どうしよう、結構いい人みたいだ。…ここらへんで学ランなの鳥野高校くらいしかなかったような。ええ、鳥野高校からわざわざこっちまで来たんだ…それなら尚更あげないと。

「大丈夫です、また買いにくるんで」
「あ、いいですか…?」
「はい」

ニコニコと営業スマイル。バイトのくせだ。まあ別にいいか、次会うか分からないような人。諦めて違うのを見ていると、また隣に人の気配。なんか今日はこういうの多いのかなあ、違うコーナーを見ようとすると、手を掴まれた。

「今さっきの見てたよ、優しいね〜」
「…は?」
「俺にも譲ってくれたりしないの?」
「は?」

何か気持ち悪い人が手を掴んできた…!譲ってくれないの?ってまずそういう状況になってないじゃん。とりあえず手を掴むのを離してもらおうとぶんぶんと手を振ったら「かわいい〜」って言われた。気持ち悪い。今度は知らない高校だ。まじでキモイからやめてくれ、岩泉以外に触れられたら死ぬ病気だから、これ重症だから。今すっごいトリハダたってる。

「すいません、離してください」
「えー、可愛いじゃん、俺と一緒に半分こする?」
「しません」

空いてるほうの手でスナック菓子を指差す男にイライラがたまりながら即答。こんな絡まれ方したの初めてだわ…早く帰りたい。とりあえず店員呼んだほうがいいのかな?声をあげようとしたら、いっそう強く引っ張られた。

「ちょっと一緒にトイレ行こうか…」

はあ、はあと息が荒い。ま、待ってコンビニのトイレ狭いしそこで何をする気なの!?ちょ、声をあげたくても急にそんなこと言われてゾクゾクしてきたし怖くなって声が出ない。だ、誰か助けて!何で近くに誰もいないの!?と思ったら今さっきの鳥野高校の人と目が合った。助けて!って顔をしたがわかっていなかったらしく頭を傾げられた。いらっしゃいませー、と店員の声。もうこの際誰でもいいから助けろよ!と思いながらずるずるとトイレまで引っ張られていく。ゾワゾワして足が棒みたいに動かない。男はニヤニヤ笑って気持ち悪いし…岩泉!

「苗字?」

心の中で岩泉と叫んだら、本当に岩泉が来てくれたみたいだ。涙目になりながら、岩泉のほうに手を伸ばすと、岩泉は走ってここまで来てくれて、何してんだ!って相手の男に向かって叫んだ。男は怯んでそのまま走って逃げて行ったけど、助かったとばかりにあたしは腰が抜けてへたりこもうとしたところを岩泉が支えてくれた。

「おい、大丈夫か?」
「…大丈夫じゃない」

きゅ、と岩泉の袖を引っ張って、そのまま頭を岩泉の胸に預けた。まじで怖かった、コンビニでもこういうことする人いるんだって分かったから暫くコンビニには行けないかも。まだ心臓がバクバク言ってて、本当に岩泉がいてくれてよかった。

「よしよし、怖かったな」
「うん」

頭をよしよしと撫でられて、何だか涙が出そうになった。よかった、岩泉が来てくれて、本当に。今にも抱きしめたい気持ちで袖を離したら、

「あー!何そこでイチャついてるんですかー!」

及川君の声がした。

「えっ、今さっきの親切な方…!」
「飛雄、見ちゃ駄目だお前は。目に毒だ」
「うるせえ及川」

慌てて離れると今さっきお菓子を譲った子がそこにいた。どうやら知り合いみたいだ。ていうか、今さっきあたしがトイレに連れこまれようとしてたとき目あったのに助けなかったな。

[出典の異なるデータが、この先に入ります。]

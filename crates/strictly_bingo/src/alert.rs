//! Edge-triggered "bingo" notification.

use crate::lines::WinLineId;
use std::collections::BTreeSet;
use tracing::{info, instrument};

/// Visibility of the bingo notification.
#[derive(Debug, Clone, Copy, PartialEq, Eq, Hash, Default, strum::Display)]
pub enum AlertVisibility {
    /// No notification showing.
    #[default]
    Hidden,
    /// The player just completed a new line.
    Visible,
}

/// Raises the bingo notification when the number of completed lines grows.
///
/// `Hidden -> Visible` happens only on an increase in the line count;
/// `Visible -> Hidden` only on [`dismiss`](Self::dismiss) or
/// [`clear`](Self::clear).
#[derive(Debug, Clone, Default, PartialEq, Eq)]
pub struct AlertCoordinator {
    visibility: AlertVisibility,
    last_count: usize,
}

impl AlertCoordinator {
    /// Creates a hidden alert with no lines observed.
    pub fn new() -> Self {
        Self::default()
    }

    /// Records the result of a toggle. Returns true if the alert was raised
    /// by this call.
    #[instrument(skip_all, fields(before = previous.len(), after = current.len()))]
    pub fn on_result(
        &mut self,
        previous: &BTreeSet<WinLineId>,
        current: &BTreeSet<WinLineId>,
    ) -> bool {
        self.last_count = current.len();
        if current.len() > previous.len() {
            info!(lines = current.len(), "Bingo!");
            self.visibility = AlertVisibility::Visible;
            true
        } else {
            false
        }
    }

    /// Hides the notification. Line count is kept.
    #[instrument(skip(self))]
    pub fn dismiss(&mut self) {
        self.visibility = AlertVisibility::Hidden;
    }

    /// Hides the notification and forgets the line count, for a fresh card.
    #[instrument(skip(self))]
    pub fn clear(&mut self) {
        *self = Self::default();
    }

    /// Returns the current visibility.
    pub fn visibility(&self) -> AlertVisibility {
        self.visibility
    }

    /// Returns true if the notification is showing.
    pub fn is_visible(&self) -> bool {
        self.visibility == AlertVisibility::Visible
    }

    /// Returns the most recently observed number of completed lines.
    pub fn last_count(&self) -> usize {
        self.last_count
    }
}
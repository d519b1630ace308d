//! First-class invariants for a bingo card.
//!
//! Every command on [`BingoCard`] re-checks these in debug builds.

use crate::card::BingoCard;
use crate::cell::CELL_COUNT;
use crate::lines;

/// A logical property that must hold for a given state.
pub trait Invariant<S> {
    /// Checks if the invariant holds for the given state.
    fn holds(state: &S) -> bool;

    /// Human-readable description of the invariant.
    fn description() -> &'static str;
}

/// Violation of an invariant.
#[derive(Debug, Clone, PartialEq, Eq)]
pub struct InvariantViolation {
    /// Description of the violated invariant.
    pub description: String,
}

impl InvariantViolation {
    /// Creates a new invariant violation.
    pub fn new(description: impl Into<String>) -> Self {
        Self {
            description: description.into(),
        }
    }
}

/// A set of invariants that can be checked together.
pub trait InvariantSet<S> {
    /// Checks all invariants in the set, collecting every violation.
    fn check_all(state: &S) -> Result<(), Vec<InvariantViolation>>;
}

impl<S, I1, I2, I3> InvariantSet<S> for (I1, I2, I3)
where
    I1: Invariant<S>,
    I2: Invariant<S>,
    I3: Invariant<S>,
{
    fn check_all(state: &S) -> Result<(), Vec<InvariantViolation>> {
        let violations: Vec<_> = [
            (I1::holds(state), I1::description()),
            (I2::holds(state), I2::description()),
            (I3::holds(state), I3::description()),
        ]
        .into_iter()
        .filter(|(holds, _)| !holds)
        .map(|(_, description)| InvariantViolation::new(description))
        .collect();

        if violations.is_empty() {
            Ok(())
        } else {
            Err(violations)
        }
    }
}

/// Invariant: the grid has 25 cells and the center holds the free-space label.
pub struct GridShapeInvariant;

impl<R> Invariant<BingoCard<R>> for GridShapeInvariant {
    fn holds(card: &BingoCard<R>) -> bool {
        card.grid.cells().len() == CELL_COUNT && card.grid.center() == card.show.center_label()
    }

    fn description() -> &'static str {
        "Grid has 25 cells with the free-space label at the center"
    }
}

/// Invariant: the cached winning lines match a fresh evaluation of the marks.
pub struct WinningLinesCurrentInvariant;

impl<R> Invariant<BingoCard<R>> for WinningLinesCurrentInvariant {
    fn holds(card: &BingoCard<R>) -> bool {
        card.winning_lines == lines::evaluate(&card.selection)
    }

    fn description() -> &'static str {
        "Winning lines reflect the current selection"
    }
}

/// Invariant: the alert has observed the current number of winning lines.
pub struct AlertTracksLinesInvariant;

impl<R> Invariant<BingoCard<R>> for AlertTracksLinesInvariant {
    fn holds(card: &BingoCard<R>) -> bool {
        card.alert.last_count() == card.winning_lines.len()
    }

    fn description() -> &'static str {
        "Alert line count matches the winning lines"
    }
}

/// All card invariants as a composable set.
pub type CardInvariants = (
    GridShapeInvariant,
    WinningLinesCurrentInvariant,
    AlertTracksLinesInvariant,
);
//! Player configuration loaded from TOML.

use derive_getters::Getters;
use derive_more::{Display, Error};
use serde::{Deserialize, Serialize};
use std::path::{Path, PathBuf};
use tracing::{debug, info, instrument};

/// Configuration for the bingo player.
#[derive(Debug, Clone, PartialEq, Eq, Getters, Serialize, Deserialize)]
pub struct BingoConfig {
    /// Directory holding `<id>.toml` / `<id>.json` show files.
    #[serde(default = "default_shows_dir")]
    shows_dir: PathBuf,

    /// Base URL of a show server. When set, shows are fetched over HTTP
    /// instead of from `shows_dir`.
    #[serde(default)]
    server_url: Option<String>,

    /// Seed for dealing cards. Unset means a fresh random seed per run.
    #[serde(default)]
    seed: Option<u64>,
}

#[instrument]
fn default_shows_dir() -> PathBuf {
    PathBuf::from("shows")
}

impl Default for BingoConfig {
    fn default() -> Self {
        Self {
            shows_dir: default_shows_dir(),
            server_url: None,
            seed: None,
        }
    }
}

impl BingoConfig {
    /// Loads configuration from a TOML file.
    #[instrument(skip(path), fields(path = %path.as_ref().display()))]
    pub fn from_file(path: impl AsRef<Path>) -> Result<Self, ConfigError> {
        debug!("Loading config from file");
        let content = std::fs::read_to_string(path.as_ref())
            .map_err(|e| ConfigError::new(format!("Failed to read config file: {}", e)))?;

        let config: Self = toml::from_str(&content)
            .map_err(|e| ConfigError::new(format!("Failed to parse config: {}", e)))?;

        info!(shows_dir = %config.shows_dir.display(), "Config loaded successfully");
        Ok(config)
    }

    /// Loads configuration from a TOML file, or the defaults if the file
    /// does not exist. A file that exists but fails to parse is an error.
    #[instrument(skip(path), fields(path = %path.as_ref().display()))]
    pub fn load_or_default(path: impl AsRef<Path>) -> Result<Self, ConfigError> {
        if path.as_ref().exists() {
            Self::from_file(path)
        } else {
            debug!("No config file, using defaults");
            Ok(Self::default())
        }
    }

    /// Applies command-line overrides on top of the file values.
    #[instrument(skip(self))]
    pub fn with_overrides(
        mut self,
        shows_dir: Option<PathBuf>,
        server_url: Option<String>,
        seed: Option<u64>,
    ) -> Self {
        if let Some(dir) = shows_dir {
            self.shows_dir = dir;
        }
        if server_url.is_some() {
            self.server_url = server_url;
        }
        if seed.is_some() {
            self.seed = seed;
        }
        self
    }
}

/// Configuration error.
#[derive(Debug, Clone, Display, Error)]
#[display("Config error: {} at {}:{}", message, file, line)]
pub struct ConfigError {
    /// Error message.
    pub message: String,
    /// Line number where error occurred.
    pub line: u32,
    /// Source file where error occurred.
    pub file: &'static str,
}

impl ConfigError {
    /// Creates a new configuration error.
    #[track_caller]
    #[instrument(skip(message))]
    pub fn new(message: String) -> Self {
        let loc = std::panic::Location::caller();
        Self {
            message,
            line: loc.line(),
            file: loc.file(),
        }
    }
}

「たった今怖い体験をしてきたところ。及川君もう帰ったら?」
「名前ちゃんってすぐ帰ったらって言うよね!」
「あの、さっきはお菓子ありがとうございました!」
「あ、はい、いいえ…」

頭をぽりぽりと掻きながら、岩泉の手を無意識に握っていたことに気づく。慌てて離そうとしたけど、岩泉が握り締めてて離せなかった。

「お前コンビにで何か買うもんあんのか?」
「もういいや」
「じゃあ帰るぞ、送る」
「ええ、俺は?」
「影山と帰ればいいだろ」
「ええ!」

いーわーちゃーん!と駄々をこねる及川君に岩泉は鉄拳を炸裂した。岩泉、かっこいい!とりあえず、お菓子は簡単には譲ってはいけないということが分かった。ああいう特殊な人がいるから。

20151101

ひみか様、この度は10,000hit企画に参加してくださり、本当にありがとうございました!
その女〜の番外編リク、とても書くのが楽しかったです!なぜか影山まで登場させてしまいました(笑)ハイキューキャラで絡まれたのを助ける予定だったのですが、緊迫感ないな…と思ってモブに(笑)
お気に召されたのなら幸いです。
それでは、これからもANKをよろしくおねがいします!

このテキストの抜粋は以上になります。